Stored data
◇ ◇ ◇ ◇ ◇

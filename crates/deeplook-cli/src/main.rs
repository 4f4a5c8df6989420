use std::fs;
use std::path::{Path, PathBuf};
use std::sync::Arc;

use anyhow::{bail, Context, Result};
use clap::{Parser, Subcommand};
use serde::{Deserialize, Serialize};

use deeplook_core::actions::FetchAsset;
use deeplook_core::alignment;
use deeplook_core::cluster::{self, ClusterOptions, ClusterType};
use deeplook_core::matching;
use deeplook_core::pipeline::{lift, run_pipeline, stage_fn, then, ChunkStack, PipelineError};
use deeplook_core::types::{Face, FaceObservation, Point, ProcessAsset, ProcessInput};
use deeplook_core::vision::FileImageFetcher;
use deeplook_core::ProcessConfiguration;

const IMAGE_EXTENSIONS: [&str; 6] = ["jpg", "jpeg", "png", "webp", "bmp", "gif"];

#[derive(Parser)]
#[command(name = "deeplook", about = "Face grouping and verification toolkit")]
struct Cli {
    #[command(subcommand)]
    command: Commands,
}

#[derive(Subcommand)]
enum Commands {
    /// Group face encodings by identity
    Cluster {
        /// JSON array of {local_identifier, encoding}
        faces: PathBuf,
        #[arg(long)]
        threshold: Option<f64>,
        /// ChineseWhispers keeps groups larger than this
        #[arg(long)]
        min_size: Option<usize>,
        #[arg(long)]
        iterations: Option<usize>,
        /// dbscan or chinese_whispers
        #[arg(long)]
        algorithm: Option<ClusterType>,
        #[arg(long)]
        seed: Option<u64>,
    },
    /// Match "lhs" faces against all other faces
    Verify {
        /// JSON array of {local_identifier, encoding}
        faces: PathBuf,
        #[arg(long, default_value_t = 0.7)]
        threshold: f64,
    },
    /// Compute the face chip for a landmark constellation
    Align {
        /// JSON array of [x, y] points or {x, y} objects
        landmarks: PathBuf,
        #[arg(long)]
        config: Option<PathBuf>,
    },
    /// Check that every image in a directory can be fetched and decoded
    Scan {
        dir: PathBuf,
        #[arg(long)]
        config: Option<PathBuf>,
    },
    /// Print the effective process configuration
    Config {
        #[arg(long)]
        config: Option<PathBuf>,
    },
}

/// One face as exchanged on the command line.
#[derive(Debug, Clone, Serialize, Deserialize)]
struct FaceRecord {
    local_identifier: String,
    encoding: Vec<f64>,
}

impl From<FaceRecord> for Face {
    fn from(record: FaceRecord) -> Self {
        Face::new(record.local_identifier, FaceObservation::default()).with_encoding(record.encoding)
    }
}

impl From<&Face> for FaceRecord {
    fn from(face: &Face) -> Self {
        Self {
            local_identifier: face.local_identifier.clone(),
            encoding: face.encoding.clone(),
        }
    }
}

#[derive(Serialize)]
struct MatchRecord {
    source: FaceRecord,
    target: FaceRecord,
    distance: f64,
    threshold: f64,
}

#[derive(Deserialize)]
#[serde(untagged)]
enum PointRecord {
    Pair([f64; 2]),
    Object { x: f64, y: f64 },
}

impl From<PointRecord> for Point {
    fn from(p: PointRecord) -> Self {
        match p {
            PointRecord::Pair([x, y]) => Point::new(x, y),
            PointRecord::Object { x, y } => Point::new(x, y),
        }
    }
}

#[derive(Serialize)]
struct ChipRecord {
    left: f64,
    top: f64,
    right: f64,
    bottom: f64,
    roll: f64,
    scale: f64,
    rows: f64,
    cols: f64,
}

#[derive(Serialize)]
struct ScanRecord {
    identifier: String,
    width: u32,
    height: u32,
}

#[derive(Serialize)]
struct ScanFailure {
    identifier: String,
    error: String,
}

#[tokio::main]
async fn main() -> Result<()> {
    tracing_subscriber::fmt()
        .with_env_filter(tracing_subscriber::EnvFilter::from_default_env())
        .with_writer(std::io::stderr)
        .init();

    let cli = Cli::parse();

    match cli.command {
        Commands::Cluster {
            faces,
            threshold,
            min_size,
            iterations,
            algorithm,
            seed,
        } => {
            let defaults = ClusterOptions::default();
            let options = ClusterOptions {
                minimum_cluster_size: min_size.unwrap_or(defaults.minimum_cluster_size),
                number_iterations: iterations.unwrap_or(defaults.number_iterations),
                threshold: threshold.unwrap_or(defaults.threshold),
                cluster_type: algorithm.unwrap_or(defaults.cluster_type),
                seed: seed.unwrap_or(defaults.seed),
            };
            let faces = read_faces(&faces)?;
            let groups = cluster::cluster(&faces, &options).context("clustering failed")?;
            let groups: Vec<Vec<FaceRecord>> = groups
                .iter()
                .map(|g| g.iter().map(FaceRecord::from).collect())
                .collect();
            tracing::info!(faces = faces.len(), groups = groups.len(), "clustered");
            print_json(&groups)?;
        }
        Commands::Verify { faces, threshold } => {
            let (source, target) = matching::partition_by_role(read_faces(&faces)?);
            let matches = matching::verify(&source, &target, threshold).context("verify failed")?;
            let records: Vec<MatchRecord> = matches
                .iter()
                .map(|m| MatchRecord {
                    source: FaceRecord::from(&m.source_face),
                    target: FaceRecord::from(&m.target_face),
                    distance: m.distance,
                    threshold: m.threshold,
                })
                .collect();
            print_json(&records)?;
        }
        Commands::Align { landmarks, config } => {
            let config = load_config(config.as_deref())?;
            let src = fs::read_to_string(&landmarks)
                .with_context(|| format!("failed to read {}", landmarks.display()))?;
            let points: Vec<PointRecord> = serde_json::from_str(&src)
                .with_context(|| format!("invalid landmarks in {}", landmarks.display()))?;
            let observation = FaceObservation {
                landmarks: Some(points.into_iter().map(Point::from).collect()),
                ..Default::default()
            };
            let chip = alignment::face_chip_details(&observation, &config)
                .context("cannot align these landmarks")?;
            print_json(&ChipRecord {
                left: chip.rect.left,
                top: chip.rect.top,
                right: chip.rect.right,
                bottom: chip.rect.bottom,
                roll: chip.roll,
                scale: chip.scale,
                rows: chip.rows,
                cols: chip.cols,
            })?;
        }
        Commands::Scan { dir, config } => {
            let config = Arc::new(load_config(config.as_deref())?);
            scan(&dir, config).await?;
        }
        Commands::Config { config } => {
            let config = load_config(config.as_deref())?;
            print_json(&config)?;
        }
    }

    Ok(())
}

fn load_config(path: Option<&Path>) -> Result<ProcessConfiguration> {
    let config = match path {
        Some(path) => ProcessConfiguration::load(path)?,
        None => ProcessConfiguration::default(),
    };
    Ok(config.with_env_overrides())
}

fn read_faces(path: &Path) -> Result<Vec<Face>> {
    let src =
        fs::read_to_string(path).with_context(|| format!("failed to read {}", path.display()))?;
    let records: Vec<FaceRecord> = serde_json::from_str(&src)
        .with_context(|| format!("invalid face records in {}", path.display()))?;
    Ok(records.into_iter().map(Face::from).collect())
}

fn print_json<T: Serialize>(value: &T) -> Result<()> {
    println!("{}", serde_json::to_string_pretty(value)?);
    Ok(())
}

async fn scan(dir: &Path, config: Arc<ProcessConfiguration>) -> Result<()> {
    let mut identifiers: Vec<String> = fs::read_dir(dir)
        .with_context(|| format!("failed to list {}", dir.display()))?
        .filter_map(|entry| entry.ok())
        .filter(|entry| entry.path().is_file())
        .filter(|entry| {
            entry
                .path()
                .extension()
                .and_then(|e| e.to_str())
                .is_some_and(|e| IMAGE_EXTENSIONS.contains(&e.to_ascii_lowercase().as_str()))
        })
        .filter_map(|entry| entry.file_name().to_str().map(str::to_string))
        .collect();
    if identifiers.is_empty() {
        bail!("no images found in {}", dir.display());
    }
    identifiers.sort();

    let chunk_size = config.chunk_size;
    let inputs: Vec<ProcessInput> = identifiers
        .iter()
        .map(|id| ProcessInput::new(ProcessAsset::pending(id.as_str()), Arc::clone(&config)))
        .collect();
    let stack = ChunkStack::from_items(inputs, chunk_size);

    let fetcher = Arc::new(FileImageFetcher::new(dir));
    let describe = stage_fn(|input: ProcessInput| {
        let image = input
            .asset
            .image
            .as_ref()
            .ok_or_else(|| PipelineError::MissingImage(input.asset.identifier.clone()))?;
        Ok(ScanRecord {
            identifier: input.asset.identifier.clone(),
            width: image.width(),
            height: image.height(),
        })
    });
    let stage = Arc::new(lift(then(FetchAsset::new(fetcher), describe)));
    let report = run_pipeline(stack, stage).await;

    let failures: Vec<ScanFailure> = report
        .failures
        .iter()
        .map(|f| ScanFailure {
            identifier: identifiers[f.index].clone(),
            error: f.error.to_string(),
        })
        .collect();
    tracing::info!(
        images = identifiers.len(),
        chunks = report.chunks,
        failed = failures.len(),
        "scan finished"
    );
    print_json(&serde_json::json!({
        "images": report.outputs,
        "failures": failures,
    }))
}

◇ ◇ ◇ ◇ ◇

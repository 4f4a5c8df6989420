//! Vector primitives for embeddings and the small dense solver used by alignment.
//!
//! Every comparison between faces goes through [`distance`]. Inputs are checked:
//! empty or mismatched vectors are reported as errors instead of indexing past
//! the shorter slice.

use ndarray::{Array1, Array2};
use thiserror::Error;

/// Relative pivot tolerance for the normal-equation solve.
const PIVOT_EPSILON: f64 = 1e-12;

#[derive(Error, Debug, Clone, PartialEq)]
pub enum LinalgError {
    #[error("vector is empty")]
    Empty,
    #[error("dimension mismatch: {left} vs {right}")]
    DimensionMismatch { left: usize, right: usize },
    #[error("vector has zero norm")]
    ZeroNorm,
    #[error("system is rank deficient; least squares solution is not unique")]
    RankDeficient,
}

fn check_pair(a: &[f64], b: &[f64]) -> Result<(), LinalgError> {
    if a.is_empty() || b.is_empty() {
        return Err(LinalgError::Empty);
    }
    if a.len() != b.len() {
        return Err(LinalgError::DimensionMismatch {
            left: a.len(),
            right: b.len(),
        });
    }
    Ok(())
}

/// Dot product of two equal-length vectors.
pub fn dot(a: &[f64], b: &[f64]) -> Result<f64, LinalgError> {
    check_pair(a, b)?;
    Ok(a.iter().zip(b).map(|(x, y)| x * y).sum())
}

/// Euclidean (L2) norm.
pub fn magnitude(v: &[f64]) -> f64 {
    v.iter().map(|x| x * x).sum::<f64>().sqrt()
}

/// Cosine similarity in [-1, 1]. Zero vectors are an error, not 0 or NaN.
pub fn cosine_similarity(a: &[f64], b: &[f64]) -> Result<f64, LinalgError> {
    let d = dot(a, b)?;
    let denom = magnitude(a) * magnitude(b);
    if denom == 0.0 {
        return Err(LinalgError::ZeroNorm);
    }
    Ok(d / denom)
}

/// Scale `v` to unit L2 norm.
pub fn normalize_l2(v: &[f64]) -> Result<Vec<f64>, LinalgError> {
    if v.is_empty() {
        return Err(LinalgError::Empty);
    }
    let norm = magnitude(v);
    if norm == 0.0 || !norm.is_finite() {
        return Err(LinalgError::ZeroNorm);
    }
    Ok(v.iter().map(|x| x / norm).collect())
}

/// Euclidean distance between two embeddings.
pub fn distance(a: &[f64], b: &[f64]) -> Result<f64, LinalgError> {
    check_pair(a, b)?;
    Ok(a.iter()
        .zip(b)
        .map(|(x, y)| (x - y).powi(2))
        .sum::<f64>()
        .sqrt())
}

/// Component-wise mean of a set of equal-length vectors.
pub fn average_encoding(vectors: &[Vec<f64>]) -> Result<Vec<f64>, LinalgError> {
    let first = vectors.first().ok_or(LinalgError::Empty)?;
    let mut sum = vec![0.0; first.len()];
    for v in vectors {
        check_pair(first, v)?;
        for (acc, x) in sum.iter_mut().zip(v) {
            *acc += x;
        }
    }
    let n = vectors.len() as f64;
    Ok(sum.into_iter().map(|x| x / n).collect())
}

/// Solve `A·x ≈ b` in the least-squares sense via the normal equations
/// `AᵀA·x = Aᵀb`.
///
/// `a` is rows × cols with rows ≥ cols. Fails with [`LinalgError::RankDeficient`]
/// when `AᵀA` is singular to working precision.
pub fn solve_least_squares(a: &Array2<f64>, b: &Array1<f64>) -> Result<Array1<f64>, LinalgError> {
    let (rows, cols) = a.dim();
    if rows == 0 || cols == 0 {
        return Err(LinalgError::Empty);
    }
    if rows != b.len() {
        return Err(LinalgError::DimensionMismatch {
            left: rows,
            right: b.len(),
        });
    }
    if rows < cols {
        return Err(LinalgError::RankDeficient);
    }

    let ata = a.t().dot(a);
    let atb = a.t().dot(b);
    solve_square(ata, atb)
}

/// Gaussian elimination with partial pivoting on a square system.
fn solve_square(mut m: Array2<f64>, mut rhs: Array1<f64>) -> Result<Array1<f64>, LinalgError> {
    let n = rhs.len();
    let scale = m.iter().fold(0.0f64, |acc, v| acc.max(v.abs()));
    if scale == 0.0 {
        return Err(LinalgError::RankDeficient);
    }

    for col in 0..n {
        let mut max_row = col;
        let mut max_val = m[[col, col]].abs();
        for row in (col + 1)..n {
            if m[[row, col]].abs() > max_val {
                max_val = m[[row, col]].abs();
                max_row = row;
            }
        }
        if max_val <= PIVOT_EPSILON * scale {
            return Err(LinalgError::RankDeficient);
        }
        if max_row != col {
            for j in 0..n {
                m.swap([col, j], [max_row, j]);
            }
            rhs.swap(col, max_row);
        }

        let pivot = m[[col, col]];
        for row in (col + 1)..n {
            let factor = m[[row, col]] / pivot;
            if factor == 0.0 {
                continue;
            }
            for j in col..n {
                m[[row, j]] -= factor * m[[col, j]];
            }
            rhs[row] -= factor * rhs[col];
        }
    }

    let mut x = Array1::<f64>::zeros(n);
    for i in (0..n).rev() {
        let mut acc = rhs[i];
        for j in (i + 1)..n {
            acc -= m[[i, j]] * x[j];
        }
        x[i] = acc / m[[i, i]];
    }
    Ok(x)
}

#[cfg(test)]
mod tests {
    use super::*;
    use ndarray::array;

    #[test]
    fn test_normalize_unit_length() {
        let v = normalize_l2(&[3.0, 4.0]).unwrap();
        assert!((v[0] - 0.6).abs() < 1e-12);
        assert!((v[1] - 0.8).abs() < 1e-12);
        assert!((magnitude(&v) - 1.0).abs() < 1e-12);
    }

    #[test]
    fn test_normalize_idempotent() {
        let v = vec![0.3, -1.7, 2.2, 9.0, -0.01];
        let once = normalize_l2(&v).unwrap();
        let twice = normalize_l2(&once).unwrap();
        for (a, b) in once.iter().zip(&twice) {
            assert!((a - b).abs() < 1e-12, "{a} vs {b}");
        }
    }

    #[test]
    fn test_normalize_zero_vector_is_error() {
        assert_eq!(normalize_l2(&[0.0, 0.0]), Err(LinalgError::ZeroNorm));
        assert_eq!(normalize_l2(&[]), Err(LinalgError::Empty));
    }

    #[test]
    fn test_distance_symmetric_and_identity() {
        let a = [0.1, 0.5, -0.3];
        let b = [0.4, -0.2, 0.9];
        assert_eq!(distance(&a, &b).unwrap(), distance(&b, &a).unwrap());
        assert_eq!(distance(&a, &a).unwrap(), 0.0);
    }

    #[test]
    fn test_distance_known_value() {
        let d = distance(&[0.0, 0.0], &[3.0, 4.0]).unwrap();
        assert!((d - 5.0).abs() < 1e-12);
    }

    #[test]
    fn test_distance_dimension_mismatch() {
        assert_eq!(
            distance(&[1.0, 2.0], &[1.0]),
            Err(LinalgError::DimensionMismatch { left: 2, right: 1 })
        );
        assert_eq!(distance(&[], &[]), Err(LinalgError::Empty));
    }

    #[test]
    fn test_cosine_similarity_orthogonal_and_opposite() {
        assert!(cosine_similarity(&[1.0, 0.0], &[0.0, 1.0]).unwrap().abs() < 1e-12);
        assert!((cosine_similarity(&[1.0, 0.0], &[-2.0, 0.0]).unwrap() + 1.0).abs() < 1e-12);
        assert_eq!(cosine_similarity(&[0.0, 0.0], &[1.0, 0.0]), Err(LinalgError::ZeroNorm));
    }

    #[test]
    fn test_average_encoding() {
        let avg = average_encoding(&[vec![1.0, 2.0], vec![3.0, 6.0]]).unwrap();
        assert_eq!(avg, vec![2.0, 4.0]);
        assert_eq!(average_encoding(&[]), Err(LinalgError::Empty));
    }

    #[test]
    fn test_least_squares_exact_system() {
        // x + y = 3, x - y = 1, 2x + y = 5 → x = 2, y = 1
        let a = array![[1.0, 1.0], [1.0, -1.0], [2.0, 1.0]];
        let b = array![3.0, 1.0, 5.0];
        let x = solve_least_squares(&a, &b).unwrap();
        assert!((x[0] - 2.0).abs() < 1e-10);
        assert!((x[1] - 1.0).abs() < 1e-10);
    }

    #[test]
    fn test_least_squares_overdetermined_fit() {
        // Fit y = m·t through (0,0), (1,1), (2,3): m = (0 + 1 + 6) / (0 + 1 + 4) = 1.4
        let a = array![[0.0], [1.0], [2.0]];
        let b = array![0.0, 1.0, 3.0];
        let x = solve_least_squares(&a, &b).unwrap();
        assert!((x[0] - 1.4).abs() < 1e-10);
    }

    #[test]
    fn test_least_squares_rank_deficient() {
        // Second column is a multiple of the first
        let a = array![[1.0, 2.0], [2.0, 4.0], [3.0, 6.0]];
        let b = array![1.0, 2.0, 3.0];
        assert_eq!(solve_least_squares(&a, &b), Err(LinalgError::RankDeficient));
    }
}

◇ ◇ ◇ ◇ ◇

Copy out, in full, each line above that has the word "ScanFailure" in it.

- Written answer
struct ScanFailure {
    let failures: Vec<ScanFailure> = report
        .map(|f| ScanFailure {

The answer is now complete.